Is there a way to write the contents of the text file into the array with Forth?


Solution

  • 1. Lazy way

    A lazy way is to just evaluate a file by performing included on the file name.

    \ Some library-level common words
    \ --------------------------------
    
    \ Store n chars from the stack into the array at c-addr, n >= 0
    : c!n ( n*x n c-addr -- )
      >r begin dup while ( i*x i )
        \ store top from i*x into addr+(i-1)*char_size
        1- tuck chars r@ + c! ( j*x j )
      repeat drop rdrop
    ;
    
    \ Execute xt and produce changing in the stack depth
    : execute-balance ( i*x xt -- j*x n ) depth 1- >r execute depth r> - ;
    
    : included-balance ( i*x c-addr u -- j*x n )
      ['] included execute-balance 2 +
    ;
    
    \ The program
    \ --------------------------------
    
    create myarray 25 chars allot \ Create the array
    
    : read-myfile-numbers ( -- i*x i )
      state @ abort" Error: only for interpretation"
      s" ./mynumbers.txt" included-balance
    ;
    : write-myarray ( i*x i -- )
      dup 25 <> abort" Error: exactly 25 numbers are expected"
      myarray c!n
    ;
    : fill-myarray-from-myfile ( -- )
      read-myfile-numbers write-myarray
    ;
    

    2. Tidy way

    A careful way is to read a file (completely, or line by line), split the text into lexemes, convert lexemes into numbers, then store the numbers into your array.

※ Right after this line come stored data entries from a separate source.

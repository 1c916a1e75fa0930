//! Minimal CLI parsing.

use std::env;
use std::ffi::OsString;
use std::path::PathBuf;

use anyhow::{Context, Result, bail};

use crate::config::FfmpegConfig;
use crate::services::thumbnail::ClipSettings;

pub const USAGE: &str = "\
usage: vidshelf [--config PATH] [COMMAND]

commands:
  scan                       run one library scan and wait for thumbnails (default)
  serve                      scan at startup, then on scan_schedule until interrupted
  list [--page N] [--size N] list indexed videos
  search TAG... [--all]      videos carrying any (or all) of the tags
  show ID|THUMBNAIL_ID       one video by record id or thumbnail id
  tags                       list tags with their video counts
  thumbnail --source P --dest P [--duration S] [--fps N] [--max-size PX]
            [--ffmpeg BIN] [--ffprobe BIN]
                             generate one thumbnail (used by the worker)";

/// Arguments of the internal `thumbnail` subcommand
#[derive(Debug, Clone, PartialEq)]
pub struct ThumbnailArgs {
    pub source: PathBuf,
    pub dest: PathBuf,
    pub settings: ClipSettings,
    pub ffmpeg: FfmpegConfig,
}

/// How `show` looks a video up
#[derive(Debug, Clone, PartialEq, Eq)]
pub enum VideoKey {
    Id(i64),
    ThumbnailId(String),
}

#[derive(Debug, Clone, PartialEq)]
pub enum Command {
    Scan,
    Serve,
    List { page: u32, size: u32 },
    Search { tags: Vec<String>, match_all: bool },
    Show(VideoKey),
    Tags,
    Thumbnail(ThumbnailArgs),
    Help,
}

#[derive(Debug, Clone, PartialEq)]
pub struct CliOptions {
    pub config_path: Option<PathBuf>,
    pub command: Command,
}

impl CliOptions {
    pub fn from_args() -> Result<Self> {
        Self::parse(env::args_os().skip(1))
    }

    /// Parse arguments (program name excluded). Paths may be any OS string;
    /// every other argument must be UTF-8.
    pub fn parse<I, T>(args: I) -> Result<Self>
    where
        I: IntoIterator<Item = T>,
        T: Into<OsString>,
    {
        let mut config_path = None;
        let mut rest = Vec::new();
        let mut args = args.into_iter().map(Into::into);
        while let Some(arg) = args.next() {
            match arg.to_str() {
                Some("--config") => {
                    let value = args.next().context("--config requires a path")?;
                    config_path = Some(PathBuf::from(value));
                }
                Some(flag) if flag.starts_with("--config=") => {
                    config_path = Some(PathBuf::from(&flag["--config=".len()..]));
                }
                Some("-h" | "--help") => {
                    return Ok(Self {
                        config_path,
                        command: Command::Help,
                    });
                }
                _ => rest.push(arg),
            }
        }

        let mut rest = rest.into_iter();
        let name = rest.next().map(utf8).transpose()?;
        let command = match name.as_deref() {
            None | Some("scan") => no_more_args(rest, Command::Scan)?,
            Some("serve") => no_more_args(rest, Command::Serve)?,
            Some("list") => parse_list(rest)?,
            Some("search") => parse_search(rest)?,
            Some("show") => parse_show(rest)?,
            Some("tags") => no_more_args(rest, Command::Tags)?,
            Some("thumbnail") => Command::Thumbnail(parse_thumbnail(rest)?),
            Some("help") => Command::Help,
            Some(other) => bail!("unknown command '{}'", other),
        };

        Ok(Self {
            config_path,
            command,
        })
    }
}

fn utf8(arg: OsString) -> Result<String> {
    arg.into_string()
        .map_err(|arg| anyhow::anyhow!("argument '{}' is not valid UTF-8", arg.to_string_lossy()))
}

fn no_more_args(mut args: impl Iterator<Item = OsString>, command: Command) -> Result<Command> {
    match args.next() {
        Some(extra) => bail!("unexpected argument '{}'", extra.to_string_lossy()),
        None => Ok(command),
    }
}

fn parse_number<T: std::str::FromStr>(flag: &str, value: Option<OsString>) -> Result<T> {
    let value = utf8(value.with_context(|| format!("{} requires a value", flag))?)?;
    value
        .parse()
        .map_err(|_| anyhow::anyhow!("invalid value '{}' for {}", value, flag))
}

fn parse_list(mut args: impl Iterator<Item = OsString>) -> Result<Command> {
    let (mut page, mut size) = (1, 50);
    while let Some(arg) = args.next() {
        match arg.to_str() {
            Some("--page") => page = parse_number("--page", args.next())?,
            Some("--size") => size = parse_number("--size", args.next())?,
            _ => bail!("unexpected argument '{}' for list", arg.to_string_lossy()),
        }
    }
    if page == 0 || size == 0 {
        bail!("--page and --size must be at least 1");
    }
    Ok(Command::List { page, size })
}

fn parse_search(args: impl Iterator<Item = OsString>) -> Result<Command> {
    let mut tags = Vec::new();
    let mut match_all = false;
    for arg in args {
        match arg.to_str() {
            Some("--all") => match_all = true,
            Some("--any") => match_all = false,
            _ => tags.push(utf8(arg)?),
        }
    }
    if tags.is_empty() {
        bail!("search requires at least one tag");
    }
    Ok(Command::Search { tags, match_all })
}

/// A numeric argument is a record id, anything else a thumbnail id
fn parse_show(mut args: impl Iterator<Item = OsString>) -> Result<Command> {
    let key = utf8(args.next().context("show requires a video id or thumbnail id")?)?;
    let key = match key.parse::<i64>() {
        Ok(id) => VideoKey::Id(id),
        Err(_) => VideoKey::ThumbnailId(key),
    };
    no_more_args(args, Command::Show(key))
}

fn parse_thumbnail(mut args: impl Iterator<Item = OsString>) -> Result<ThumbnailArgs> {
    let defaults = crate::config::ThumbnailConfig::default();
    let mut source = None;
    let mut dest = None;
    let mut settings = ClipSettings::from(&defaults);
    let mut ffmpeg = FfmpegConfig::default();

    while let Some(arg) = args.next() {
        match arg.to_str() {
            Some("--source") => source = args.next().map(PathBuf::from),
            Some("--dest") => dest = args.next().map(PathBuf::from),
            Some("--duration") => settings.clip_duration = parse_number("--duration", args.next())?,
            Some("--fps") => settings.fps = parse_number("--fps", args.next())?,
            Some("--max-size") => settings.max_size = parse_number("--max-size", args.next())?,
            Some("--ffmpeg") => {
                ffmpeg.ffmpeg_path = utf8(args.next().context("--ffmpeg requires a value")?)?;
            }
            Some("--ffprobe") => {
                ffmpeg.ffprobe_path = utf8(args.next().context("--ffprobe requires a value")?)?;
            }
            _ => bail!("unexpected argument '{}' for thumbnail", arg.to_string_lossy()),
        }
    }

    if !(settings.clip_duration > 0.0 && settings.fps > 0.0 && settings.max_size > 0) {
        bail!("--duration, --fps and --max-size must be positive");
    }

    Ok(ThumbnailArgs {
        source: source.context("thumbnail requires --source")?,
        dest: dest.context("thumbnail requires --dest")?,
        settings,
        ffmpeg,
    })
}

#[cfg(test)]
mod tests {
    use super::*;
    use assert_matches::assert_matches;
    use pretty_assertions::assert_eq;

    fn parse(args: &[&str]) -> Result<CliOptions> {
        CliOptions::parse(args.iter().copied())
    }

    #[test]
    fn test_default_is_scan() {
        let options = parse(&[]).unwrap();
        assert_eq!(options.command, Command::Scan);
        assert_eq!(options.config_path, None);
    }

    #[test]
    fn test_config_flag_anywhere() {
        let options = parse(&["serve", "--config", "/etc/vidshelf.yaml"]).unwrap();
        assert_eq!(options.command, Command::Serve);
        assert_eq!(options.config_path, Some(PathBuf::from("/etc/vidshelf.yaml")));

        let options = parse(&["--config=/tmp/c.yaml", "scan"]).unwrap();
        assert_eq!(options.config_path, Some(PathBuf::from("/tmp/c.yaml")));
    }

    #[test]
    fn test_list_paging() {
        assert_eq!(parse(&["list"]).unwrap().command, Command::List { page: 1, size: 50 });
        assert_eq!(
            parse(&["list", "--page", "3", "--size", "10"]).unwrap().command,
            Command::List { page: 3, size: 10 }
        );
        assert!(parse(&["list", "--page", "0"]).is_err());
        assert!(parse(&["list", "--size", "many"]).is_err());
    }

    #[test]
    fn test_search() {
        assert_eq!(
            parse(&["search", "Comedy", "funny", "--all"]).unwrap().command,
            Command::Search {
                tags: vec!["Comedy".to_string(), "funny".to_string()],
                match_all: true,
            }
        );
        assert!(parse(&["search", "--all"]).is_err());
    }

    #[test]
    fn test_thumbnail_args() {
        let options = parse(&[
            "thumbnail", "--source", "/v/a.mp4", "--dest", "/t/x.gif", "--duration", "2.5",
            "--fps", "10", "--max-size", "320", "--ffmpeg", "/opt/ffmpeg",
        ])
        .unwrap();

        assert_matches!(options.command, Command::Thumbnail(args) => {
            assert_eq!(args.source, PathBuf::from("/v/a.mp4"));
            assert_eq!(args.dest, PathBuf::from("/t/x.gif"));
            assert_eq!(args.settings.clip_duration, 2.5);
            assert_eq!(args.settings.fps, 10.0);
            assert_eq!(args.settings.max_size, 320);
            assert_eq!(args.ffmpeg.ffmpeg_path, "/opt/ffmpeg");
            assert_eq!(args.ffmpeg.ffprobe_path, FfmpegConfig::default().ffprobe_path);
        });
    }

    #[test]
    fn test_thumbnail_requires_paths() {
        assert!(parse(&["thumbnail", "--source", "/v/a.mp4"]).is_err());
        assert!(parse(&["thumbnail", "--source", "a", "--dest", "b", "--fps", "0"]).is_err());
    }

    #[test]
    fn test_show_by_id_or_thumbnail_id() {
        assert_eq!(parse(&["show", "42"]).unwrap().command, Command::Show(VideoKey::Id(42)));
        assert_eq!(
            parse(&["show", "0f3a9c"]).unwrap().command,
            Command::Show(VideoKey::ThumbnailId("0f3a9c".to_string()))
        );
        assert!(parse(&["show"]).is_err());
        assert!(parse(&["show", "1", "2"]).is_err());
    }

    #[cfg(unix)]
    #[test]
    fn test_non_utf8_arguments() {
        use std::ffi::OsStr;
        use std::os::unix::ffi::OsStrExt;

        let odd = OsStr::from_bytes(b"/v/caf\xe9.mp4");
        let options = CliOptions::parse([
            OsStr::new("thumbnail"),
            OsStr::new("--source"),
            odd,
            OsStr::new("--dest"),
            OsStr::new("/t/x.gif"),
        ])
        .unwrap();
        assert_matches!(options.command, Command::Thumbnail(args) => {
            assert_eq!(args.source, PathBuf::from(odd));
        });

        let options = CliOptions::parse([OsStr::new("--config"), odd]).unwrap();
        assert_eq!(options.config_path, Some(PathBuf::from(odd)));

        assert!(CliOptions::parse([OsStr::new("search"), odd]).is_err());
    }

    #[test]
    fn test_unknown_command() {
        assert!(parse(&["frobnicate"]).is_err());
        assert!(parse(&["scan", "extra"]).is_err());
        assert_eq!(parse(&["--help"]).unwrap().command, Command::Help);
    }
}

    See: How to enter numbers in Forth .

    On a low level it can be done via read-file or read-line, something like word|tail and >number (or something like StoN library word from the example above).

    On a higher level: use Gforth specific words like execute-parsing or execute-parsing-file, parse-name and s>number?

    : next-lexeme ( -- c-addr u|0 )
      begin parse-name ?dup if exit then ( addr )
        refill 0= if 0 exit then drop
      again
    ;
    : read-myfile-numbers ( -- i*x i )
      s" ./mynumbers.txt" r/o open-file throw
      [:
        0 begin next-lexeme dup while
          s>number? 0= abort" Error: NaN" d>s swap 1+
        repeat 2drop
      ;] execute-parsing-file
    ;
    
    

    If you need to read too many numbers, you have to write them into the array one by one at once, instead of placing all of them into the stack.